Character Tokens: ['P', 'y', 't', 'h', 'o', 'n']


In [4]:
from sklearn.feature_extraction.text import CountVectorizer

# Sample documents
documents = ["dog cat dog", "cat dog bat", "dog bat bat"]

# Initialize CountVectorizer
vectorizer = CountVectorizer()

# Fit and transform the documents
X = vectorizer.fit_transform(documents)

# Convert the sparse matrix to an array
print(X.toarray())

# Show the vocabulary
print(vectorizer.get_feature_names_out())


[[0 1 2]
 [1 1 1]
 [2 0 1]]
['bat' 'cat' 'dog']


In [5]:
# Example of creating a simple corpus
corpus = [
    "Natural Language Processing is a field of artificial intelligence.",
    "Text classification and sentiment analysis are popular NLP tasks.",
    "Word embeddings are used to represent words in a continuous vector space."
]

# Tokenize the corpus
tokens = [sentence.split() for sentence in corpus]
print(tokens)


[['Natural', 'Language', 'Processing', 'is', 'a', 'field', 'of', 'artificial', 'intelligence.'], ['Text', 'classification', 'and', 'sentiment', 'analysis', 'are', 'popular', 'NLP', 'tasks.'], ['Word', 'embeddings', 'are', 'used', 'to', 'represent', 'words', 'in', 'a', 'continuous', 'vector', 'space.']]


In [6]:
import nltk
from nltk.stem import PorterStemmer

# Initialize the PorterStemmer
stemmer = PorterStemmer()

# Example words
words = ["running", "runner", "easily", "faster"]

# Apply stemming
stemmed_words = [stemmer.stem(word) for word in words]
print(stemmed_words)


['run', 'runner', 'easili', 'faster']


In [7]:
from nltk.stem import WordNetLemmatizer
from nltk.corpus import wordnet

# Initialize the WordNetLemmatizer
lemmatizer = WordNetLemmatizer()

# Example words
words = ["running", "better", "cats"]

# Apply lemmatization
lemmatized_words = [lemmatizer.lemmatize(word, pos=wordnet.VERB) for word in words]
print(lemmatized_words)


['run', 'better', 'cat']


In [8]:
import spacy

# Load the pre-trained model
nlp = spacy.load("en_core_web_sm")

# Example text
text = "Apple is looking to buy a startup in the UK."

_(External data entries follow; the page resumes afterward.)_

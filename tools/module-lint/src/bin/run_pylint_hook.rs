use module_lint::config::ConventionConfig;
use module_lint::pylint;
use module_lint::reporter;
use std::process;

/// Pre-commit variant of the conditional pylint runner: pins the repository
/// rcfile, captures the report, and enforces the minimum score on top of
/// pylint's fatal/error bits.
fn main() {
    let args: Vec<String> = std::env::args().skip(1).collect();
    let config = ConventionConfig::load();
    let ceiling = config.pylint.max_interpreter;

    let Some(current) = pylint::interpreter_version() else {
        reporter::warn("Skipping pylint: could not determine Python version");
        process::exit(0);
    };

    if !pylint::version_gate(current, ceiling) {
        reporter::warn(&format!(
            "Skipping pylint: Python {}.{} > {}.{}",
            current.0, current.1, ceiling.0, ceiling.1,
        ));
        process::exit(0);
    }

    let mut command_args = vec![format!("--rcfile={}", config.pylint.rcfile)];
    command_args.extend(args);
    reporter::info(&format!("Running: pylint {}", command_args.join(" ")));

    let run = match pylint::run_scored(&command_args) {
        Ok(run) => run,
        Err(e) => {
            reporter::error(&format!("Failed to run pylint: {e}"));
            process::exit(1);
        }
    };

    print!("{}", run.output);

    if run.score.is_none() && !run.status.hard_failure() {
        reporter::warn("Could not extract pylint score from output");
    }
    if let Some(score) = run.score {
        if score < config.pylint.min_score && !run.status.hard_failure() {
            reporter::error(&format!(
                "Pylint score {:.2} is below the minimum {:.2}",
                score, config.pylint.min_score,
            ));
        }
    }

    process::exit(pylint::enforce(&run, config.pylint.min_score));
}
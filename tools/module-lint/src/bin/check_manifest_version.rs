use module_lint::checks::manifest_version;
use module_lint::config::ConventionConfig;
use module_lint::reporter;
use std::path::PathBuf;
use std::process;

fn main() {
    let files: Vec<PathBuf> = std::env::args().skip(1).map(PathBuf::from).collect();
    let config = ConventionConfig::load();

    let result = manifest_version::check(&config, &files);
    reporter::print_result(&result);

    process::exit(if result.passed { 0 } else { 1 });
}
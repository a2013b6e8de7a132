use std::path::{Component, Path};

/// Whether a file belongs to a family module: true iff any path segment
/// starts with the family prefix.
pub fn is_family_module(path: &Path, family_prefix: &str) -> bool {
    path.components().any(|c| match c {
        Component::Normal(segment) => segment
            .to_str()
            .is_some_and(|s| s.starts_with(family_prefix)),
        _ => false,
    })
}

/// Name of the module a file belongs to: the nearest ancestor directory
/// that contains the descriptor file.
pub fn module_name(path: &Path, manifest_filename: &str) -> Option<String> {
    let start = if path.is_file() { path.parent()? } else { path };
    for dir in start.ancestors() {
        if dir.join(manifest_filename).exists() {
            return dir.file_name()?.to_str().map(|s| s.to_string());
        }
    }
    None
}

/// Whether a path sits inside a directory that holds a descriptor file.
pub fn is_module_path(path: &Path, manifest_filename: &str) -> bool {
    module_name(path, manifest_filename).is_some()
}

# Process the text with spaCy
doc = nlp(text)

# Extract named entities
for ent in doc.ents:
    print(f"{ent.text} - {ent.label_}")


Apple - ORG
UK - GPE


In [22]:
import nltk
from nltk.util import ngrams

# Example text
text = "I love natural language processing"

# Tokenize the text
tokens = text.split()

# Generate bigrams (n=2)
bigrams = list(ngrams(tokens, 2))

print(bigrams)


[('I', 'love'), ('love', 'natural'), ('natural', 'language'), ('language', 'processing')]


In [10]:
# Example corpus
corpus = [
    "Natural Language Processing is amazing.",
    "Text classification is part of NLP.",
    "Word embeddings are useful in NLP tasks."
]

# Tokenization from scratch
def tokenize_corpus(corpus):
    tokenized = []
    for sentence in corpus:
        # Convert to lowercase, split by whitespace, and remove punctuation
        tokens = sentence.lower().replace('.', '').replace(',', '').split()
        tokenized.append(tokens)
    return tokenized

# Tokenized corpus
tokenized_corpus = tokenize_corpus(corpus)
print(tokenized_corpus)


[['natural', 'language', 'processing', 'is', 'amazing'], ['text', 'classification', 'is', 'part', 'of', 'nlp'], ['word', 'embeddings', 'are', 'useful', 'in', 'nlp', 'tasks']]


In [11]:
# Basic stemmer
def simple_stemmer(word):
    suffixes = ["ing", "ed", "ly", "es", "s"]
    for suffix in suffixes:
        if word.endswith(suffix):
            return word[:-len(suffix)]
    return word

# Example words
words = ["running", "played", "quickly", "cats", "watches"]

# Apply stemming
stemmed_words = [simple_stemmer(word) for word in words]
print(stemmed_words)


['runn', 'play', 'quick', 'cat', 'watch']


In [12]:
# Simple lemmatizer with a dictionary of base forms
def simple_lemmatizer(word):  
    lemma_dict = {
        "running": "run",
        "better": "good",
        "cats": "cat",
        "played": "play",
        "faster": "fast"
    }
    return lemma_dict.get(word, word)  # Return the word itself if no lemma found

# Example words
words = ["running", "better", "cats", "played"]

# Apply lemmatization
lemmatized_words = [simple_lemmatizer(word) for word in words]
print(lemmatized_words)


['run', 'good', 'cat', 'play']


In [13]:
# Function to generate n-grams
def generate_ngrams(tokens, n):
    ngrams = []
    for i in range(len(tokens) - n + 1):
        ngrams.append(tuple(tokens[i:i + n]))
    return ngrams

# Example text
text = "I love natural language processing and machine learning"

# Tokenize the text
tokens = text.split()

# Generate bigrams (n=2)
bigrams = generate_ngrams(tokens, 2)
print("Bigrams:", bigrams)

# Generate trigrams (n=3)
trigrams = generate_ngrams(tokens, 3)
print("Trigrams:", trigrams)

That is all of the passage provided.